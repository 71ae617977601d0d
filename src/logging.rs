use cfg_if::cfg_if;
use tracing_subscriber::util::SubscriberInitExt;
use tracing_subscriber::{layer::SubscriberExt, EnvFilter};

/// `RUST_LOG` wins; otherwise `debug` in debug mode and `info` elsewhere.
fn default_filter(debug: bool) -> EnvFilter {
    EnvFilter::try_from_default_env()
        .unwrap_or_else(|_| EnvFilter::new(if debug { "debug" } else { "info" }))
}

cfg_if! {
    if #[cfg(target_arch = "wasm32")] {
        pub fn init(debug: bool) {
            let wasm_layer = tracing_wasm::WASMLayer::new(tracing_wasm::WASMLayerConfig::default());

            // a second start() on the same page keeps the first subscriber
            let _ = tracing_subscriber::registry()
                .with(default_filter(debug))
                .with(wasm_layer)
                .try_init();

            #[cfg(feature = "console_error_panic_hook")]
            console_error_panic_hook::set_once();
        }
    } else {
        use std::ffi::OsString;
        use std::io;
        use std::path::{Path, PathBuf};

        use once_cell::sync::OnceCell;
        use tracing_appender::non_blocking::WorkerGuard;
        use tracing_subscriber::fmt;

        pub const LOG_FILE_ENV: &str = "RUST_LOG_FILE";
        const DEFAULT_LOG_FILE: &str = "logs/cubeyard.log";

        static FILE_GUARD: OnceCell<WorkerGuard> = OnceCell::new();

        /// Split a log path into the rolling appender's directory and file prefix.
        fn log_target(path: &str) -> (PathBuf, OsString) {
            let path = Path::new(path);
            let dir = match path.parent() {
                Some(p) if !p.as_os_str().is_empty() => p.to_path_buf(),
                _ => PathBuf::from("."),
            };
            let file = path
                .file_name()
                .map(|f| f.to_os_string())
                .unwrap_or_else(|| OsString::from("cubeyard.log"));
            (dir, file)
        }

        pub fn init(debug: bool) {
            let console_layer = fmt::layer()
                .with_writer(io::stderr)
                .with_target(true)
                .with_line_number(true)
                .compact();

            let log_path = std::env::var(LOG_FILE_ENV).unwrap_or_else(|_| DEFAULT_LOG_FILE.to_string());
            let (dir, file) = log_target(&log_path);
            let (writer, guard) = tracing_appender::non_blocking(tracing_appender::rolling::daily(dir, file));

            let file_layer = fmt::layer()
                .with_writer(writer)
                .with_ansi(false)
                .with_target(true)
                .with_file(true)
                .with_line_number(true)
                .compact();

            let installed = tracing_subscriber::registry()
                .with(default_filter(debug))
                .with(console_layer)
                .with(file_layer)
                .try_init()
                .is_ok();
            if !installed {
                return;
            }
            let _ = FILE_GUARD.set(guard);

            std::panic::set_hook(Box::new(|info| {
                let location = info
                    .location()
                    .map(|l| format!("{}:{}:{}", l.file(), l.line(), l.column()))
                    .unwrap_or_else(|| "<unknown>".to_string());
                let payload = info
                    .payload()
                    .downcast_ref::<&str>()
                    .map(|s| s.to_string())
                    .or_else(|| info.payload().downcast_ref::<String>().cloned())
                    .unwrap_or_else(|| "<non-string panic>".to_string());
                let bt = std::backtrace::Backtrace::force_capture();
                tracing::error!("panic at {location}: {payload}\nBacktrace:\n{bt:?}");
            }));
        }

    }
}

**Work to be completed**
Tally the lines of the entries above that hold the word "PathBuf"; the number is the whole answer.

**Exercise result**
3